* EXERCISE DETAILS:
Take the data below and extract the lines from the one with "pub fn new(http: reqwest::Client, base_url: impl" to the one with "let per_page = indicator.per_page().to_string();", inclusive, exactly as written.

* Saved entries:
= Beginning of Section =

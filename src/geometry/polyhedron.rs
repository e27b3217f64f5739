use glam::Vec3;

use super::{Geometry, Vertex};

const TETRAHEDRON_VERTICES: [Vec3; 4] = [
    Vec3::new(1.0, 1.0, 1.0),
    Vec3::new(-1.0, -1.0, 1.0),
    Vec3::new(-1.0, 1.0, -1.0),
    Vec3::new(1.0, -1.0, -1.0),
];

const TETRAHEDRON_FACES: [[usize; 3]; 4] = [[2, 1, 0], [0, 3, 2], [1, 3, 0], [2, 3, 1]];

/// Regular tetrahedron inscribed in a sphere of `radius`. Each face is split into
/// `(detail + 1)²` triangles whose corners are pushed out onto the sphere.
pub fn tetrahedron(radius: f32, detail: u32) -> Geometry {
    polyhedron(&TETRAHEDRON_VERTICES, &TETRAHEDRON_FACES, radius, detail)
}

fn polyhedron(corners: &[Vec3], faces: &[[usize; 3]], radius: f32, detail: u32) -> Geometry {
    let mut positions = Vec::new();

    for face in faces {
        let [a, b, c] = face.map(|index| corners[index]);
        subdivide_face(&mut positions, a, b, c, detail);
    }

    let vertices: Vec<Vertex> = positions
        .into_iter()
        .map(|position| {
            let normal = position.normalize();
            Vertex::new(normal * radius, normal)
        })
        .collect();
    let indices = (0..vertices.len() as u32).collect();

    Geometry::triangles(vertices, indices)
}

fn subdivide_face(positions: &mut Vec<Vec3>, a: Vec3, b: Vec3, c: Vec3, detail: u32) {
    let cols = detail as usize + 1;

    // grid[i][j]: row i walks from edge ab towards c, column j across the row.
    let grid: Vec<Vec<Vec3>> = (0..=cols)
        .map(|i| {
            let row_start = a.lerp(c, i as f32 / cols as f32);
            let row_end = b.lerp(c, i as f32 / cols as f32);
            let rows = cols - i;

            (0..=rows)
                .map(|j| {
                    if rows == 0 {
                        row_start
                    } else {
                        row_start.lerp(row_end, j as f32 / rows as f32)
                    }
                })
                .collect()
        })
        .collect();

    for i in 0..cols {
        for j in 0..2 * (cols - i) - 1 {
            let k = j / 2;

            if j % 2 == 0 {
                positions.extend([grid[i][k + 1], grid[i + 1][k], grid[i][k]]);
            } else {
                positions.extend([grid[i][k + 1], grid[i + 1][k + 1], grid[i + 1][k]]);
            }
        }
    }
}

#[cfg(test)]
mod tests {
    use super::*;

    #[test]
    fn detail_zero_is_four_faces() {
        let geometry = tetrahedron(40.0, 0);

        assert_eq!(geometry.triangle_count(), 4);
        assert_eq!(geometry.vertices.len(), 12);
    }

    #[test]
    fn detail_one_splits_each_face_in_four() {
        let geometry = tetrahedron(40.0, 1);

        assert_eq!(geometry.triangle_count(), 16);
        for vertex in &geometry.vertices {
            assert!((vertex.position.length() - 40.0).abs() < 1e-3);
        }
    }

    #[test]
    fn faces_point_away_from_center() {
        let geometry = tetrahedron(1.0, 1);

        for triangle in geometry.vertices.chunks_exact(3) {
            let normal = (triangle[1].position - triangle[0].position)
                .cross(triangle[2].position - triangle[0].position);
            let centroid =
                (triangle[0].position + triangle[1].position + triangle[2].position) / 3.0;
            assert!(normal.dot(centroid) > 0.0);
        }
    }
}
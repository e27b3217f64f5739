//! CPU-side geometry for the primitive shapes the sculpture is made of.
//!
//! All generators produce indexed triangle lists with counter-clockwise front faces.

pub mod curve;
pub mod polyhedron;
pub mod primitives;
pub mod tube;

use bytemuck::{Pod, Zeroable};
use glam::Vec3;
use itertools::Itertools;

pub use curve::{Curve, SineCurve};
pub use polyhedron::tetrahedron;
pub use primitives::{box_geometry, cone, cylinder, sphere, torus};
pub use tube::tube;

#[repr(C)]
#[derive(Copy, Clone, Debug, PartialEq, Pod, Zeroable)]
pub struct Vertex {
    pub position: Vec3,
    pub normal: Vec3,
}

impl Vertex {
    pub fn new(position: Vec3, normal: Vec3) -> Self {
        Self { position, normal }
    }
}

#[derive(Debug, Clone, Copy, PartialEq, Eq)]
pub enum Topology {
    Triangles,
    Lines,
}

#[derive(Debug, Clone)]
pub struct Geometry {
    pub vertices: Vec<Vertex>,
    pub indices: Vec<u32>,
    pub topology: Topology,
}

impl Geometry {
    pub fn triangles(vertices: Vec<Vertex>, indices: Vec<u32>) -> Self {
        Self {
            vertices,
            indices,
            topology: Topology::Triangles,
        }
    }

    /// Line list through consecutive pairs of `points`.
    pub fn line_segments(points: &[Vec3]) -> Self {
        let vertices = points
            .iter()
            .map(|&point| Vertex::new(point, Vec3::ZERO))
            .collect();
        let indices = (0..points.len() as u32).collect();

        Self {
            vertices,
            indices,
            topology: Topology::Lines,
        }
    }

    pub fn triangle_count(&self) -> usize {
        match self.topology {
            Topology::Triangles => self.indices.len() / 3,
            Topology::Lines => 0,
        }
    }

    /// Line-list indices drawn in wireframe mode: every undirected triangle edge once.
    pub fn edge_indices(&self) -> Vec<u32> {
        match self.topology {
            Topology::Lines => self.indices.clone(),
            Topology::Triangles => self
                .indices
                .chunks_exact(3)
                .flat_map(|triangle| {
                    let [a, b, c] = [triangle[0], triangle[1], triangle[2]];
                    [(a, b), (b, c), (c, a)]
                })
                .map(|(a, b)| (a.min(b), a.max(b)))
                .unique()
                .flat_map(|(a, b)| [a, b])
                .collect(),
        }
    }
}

= End of Section =
= Beginning of Section =

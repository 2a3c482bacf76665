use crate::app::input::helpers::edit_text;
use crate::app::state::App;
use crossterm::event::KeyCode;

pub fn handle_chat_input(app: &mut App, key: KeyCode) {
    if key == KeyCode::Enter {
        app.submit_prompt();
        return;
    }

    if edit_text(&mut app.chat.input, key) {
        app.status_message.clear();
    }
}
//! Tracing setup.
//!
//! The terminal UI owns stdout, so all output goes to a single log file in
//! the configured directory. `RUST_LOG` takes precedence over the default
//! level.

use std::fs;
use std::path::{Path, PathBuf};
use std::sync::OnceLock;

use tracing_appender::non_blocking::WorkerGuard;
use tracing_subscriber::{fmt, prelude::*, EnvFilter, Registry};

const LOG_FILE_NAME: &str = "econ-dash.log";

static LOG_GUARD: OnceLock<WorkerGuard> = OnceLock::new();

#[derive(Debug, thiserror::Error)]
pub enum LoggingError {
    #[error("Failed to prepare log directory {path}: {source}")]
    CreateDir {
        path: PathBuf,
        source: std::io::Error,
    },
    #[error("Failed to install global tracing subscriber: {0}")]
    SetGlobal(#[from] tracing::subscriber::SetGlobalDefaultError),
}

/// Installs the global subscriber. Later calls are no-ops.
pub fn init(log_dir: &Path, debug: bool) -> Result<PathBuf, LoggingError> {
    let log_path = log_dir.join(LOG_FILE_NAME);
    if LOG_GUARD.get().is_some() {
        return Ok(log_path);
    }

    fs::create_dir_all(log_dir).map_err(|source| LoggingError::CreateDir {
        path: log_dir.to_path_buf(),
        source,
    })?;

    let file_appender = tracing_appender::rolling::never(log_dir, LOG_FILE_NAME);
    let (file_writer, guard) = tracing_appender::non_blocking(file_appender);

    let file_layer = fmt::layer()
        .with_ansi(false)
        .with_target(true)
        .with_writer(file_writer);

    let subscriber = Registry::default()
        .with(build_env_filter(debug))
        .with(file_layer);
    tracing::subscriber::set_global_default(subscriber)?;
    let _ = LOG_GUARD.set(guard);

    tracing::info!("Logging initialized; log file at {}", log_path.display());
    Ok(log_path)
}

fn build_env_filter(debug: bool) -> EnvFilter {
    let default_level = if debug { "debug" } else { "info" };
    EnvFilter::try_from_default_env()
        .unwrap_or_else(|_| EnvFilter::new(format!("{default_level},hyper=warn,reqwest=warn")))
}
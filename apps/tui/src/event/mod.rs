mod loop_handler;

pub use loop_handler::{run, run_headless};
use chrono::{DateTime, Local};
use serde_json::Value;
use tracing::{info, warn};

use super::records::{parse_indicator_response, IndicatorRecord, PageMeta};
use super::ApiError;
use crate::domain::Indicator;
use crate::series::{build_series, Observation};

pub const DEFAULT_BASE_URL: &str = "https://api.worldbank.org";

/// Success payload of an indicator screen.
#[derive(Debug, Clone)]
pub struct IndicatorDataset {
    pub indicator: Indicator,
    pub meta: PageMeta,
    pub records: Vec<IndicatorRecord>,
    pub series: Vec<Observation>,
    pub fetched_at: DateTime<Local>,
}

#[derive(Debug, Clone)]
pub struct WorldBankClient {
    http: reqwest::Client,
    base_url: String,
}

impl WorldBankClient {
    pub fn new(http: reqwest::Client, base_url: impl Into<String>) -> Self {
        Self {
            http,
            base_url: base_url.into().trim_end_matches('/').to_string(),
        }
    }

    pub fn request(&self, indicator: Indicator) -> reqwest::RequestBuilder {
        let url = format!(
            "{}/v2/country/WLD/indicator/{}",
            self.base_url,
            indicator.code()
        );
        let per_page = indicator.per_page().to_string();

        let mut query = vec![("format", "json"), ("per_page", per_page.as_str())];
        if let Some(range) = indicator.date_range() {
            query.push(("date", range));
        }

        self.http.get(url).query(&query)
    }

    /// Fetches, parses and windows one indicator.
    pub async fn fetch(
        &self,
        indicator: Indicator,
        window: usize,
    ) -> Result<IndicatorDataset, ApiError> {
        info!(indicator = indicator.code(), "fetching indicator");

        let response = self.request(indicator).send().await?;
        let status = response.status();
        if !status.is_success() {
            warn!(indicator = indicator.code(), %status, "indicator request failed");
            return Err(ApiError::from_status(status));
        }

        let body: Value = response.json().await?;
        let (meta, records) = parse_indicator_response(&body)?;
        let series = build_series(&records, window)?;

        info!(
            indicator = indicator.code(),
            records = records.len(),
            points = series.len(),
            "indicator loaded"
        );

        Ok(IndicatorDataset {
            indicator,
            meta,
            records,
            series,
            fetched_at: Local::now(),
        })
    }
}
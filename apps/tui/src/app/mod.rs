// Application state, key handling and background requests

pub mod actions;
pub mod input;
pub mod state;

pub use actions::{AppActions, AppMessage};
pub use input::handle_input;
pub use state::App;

= End of Section =
= Beginning of Section =

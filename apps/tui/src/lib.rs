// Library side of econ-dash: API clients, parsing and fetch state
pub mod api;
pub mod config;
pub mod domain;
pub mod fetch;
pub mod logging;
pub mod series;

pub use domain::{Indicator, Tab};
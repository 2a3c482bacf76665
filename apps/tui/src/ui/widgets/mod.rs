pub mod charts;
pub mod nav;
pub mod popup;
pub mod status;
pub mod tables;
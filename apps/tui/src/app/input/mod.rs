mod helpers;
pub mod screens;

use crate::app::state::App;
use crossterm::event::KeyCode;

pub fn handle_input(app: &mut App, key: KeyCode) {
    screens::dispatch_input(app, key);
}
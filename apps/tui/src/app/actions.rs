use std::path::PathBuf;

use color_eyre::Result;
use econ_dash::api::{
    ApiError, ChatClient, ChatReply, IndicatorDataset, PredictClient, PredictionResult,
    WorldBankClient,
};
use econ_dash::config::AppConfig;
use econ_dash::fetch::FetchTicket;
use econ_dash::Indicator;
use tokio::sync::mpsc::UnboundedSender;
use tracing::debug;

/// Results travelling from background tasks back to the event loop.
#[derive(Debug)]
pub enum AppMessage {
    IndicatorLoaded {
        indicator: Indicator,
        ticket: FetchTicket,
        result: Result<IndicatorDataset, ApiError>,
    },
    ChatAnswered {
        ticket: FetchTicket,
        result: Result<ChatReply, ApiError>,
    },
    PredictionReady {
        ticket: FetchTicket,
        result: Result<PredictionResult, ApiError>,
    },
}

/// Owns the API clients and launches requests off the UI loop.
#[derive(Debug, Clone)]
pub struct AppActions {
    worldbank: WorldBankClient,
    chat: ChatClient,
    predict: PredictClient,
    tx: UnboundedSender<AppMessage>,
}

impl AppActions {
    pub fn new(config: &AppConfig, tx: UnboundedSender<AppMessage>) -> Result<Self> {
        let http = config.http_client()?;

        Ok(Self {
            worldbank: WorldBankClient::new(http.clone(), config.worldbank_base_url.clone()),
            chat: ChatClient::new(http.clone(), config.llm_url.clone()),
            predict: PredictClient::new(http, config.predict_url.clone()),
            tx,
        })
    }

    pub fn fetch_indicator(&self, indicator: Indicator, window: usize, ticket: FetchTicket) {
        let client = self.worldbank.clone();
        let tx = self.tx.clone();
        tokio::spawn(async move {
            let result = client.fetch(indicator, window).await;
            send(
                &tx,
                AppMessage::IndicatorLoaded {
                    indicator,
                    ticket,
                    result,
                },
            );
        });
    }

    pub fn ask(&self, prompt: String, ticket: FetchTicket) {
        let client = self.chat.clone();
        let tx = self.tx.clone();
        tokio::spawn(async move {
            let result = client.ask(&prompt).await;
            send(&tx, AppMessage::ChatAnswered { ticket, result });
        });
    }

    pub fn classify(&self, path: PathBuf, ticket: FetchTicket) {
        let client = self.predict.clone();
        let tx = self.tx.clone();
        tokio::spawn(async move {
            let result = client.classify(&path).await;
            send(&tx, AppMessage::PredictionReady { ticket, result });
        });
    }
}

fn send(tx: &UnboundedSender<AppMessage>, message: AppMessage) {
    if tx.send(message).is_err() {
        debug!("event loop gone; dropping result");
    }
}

= End of Section =

* EXERCISE OUTPUT:
    pub fn new(http: reqwest::Client, base_url: impl Into<String>) -> Self {
        Self {
            http,
            base_url: base_url.into().trim_end_matches('/').to_string(),
        }
    }

    pub fn request(&self, indicator: Indicator) -> reqwest::RequestBuilder {
        let url = format!(
            "{}/v2/country/WLD/indicator/{}",
            self.base_url,
            indicator.code()
        );
        let per_page = indicator.per_page().to_string();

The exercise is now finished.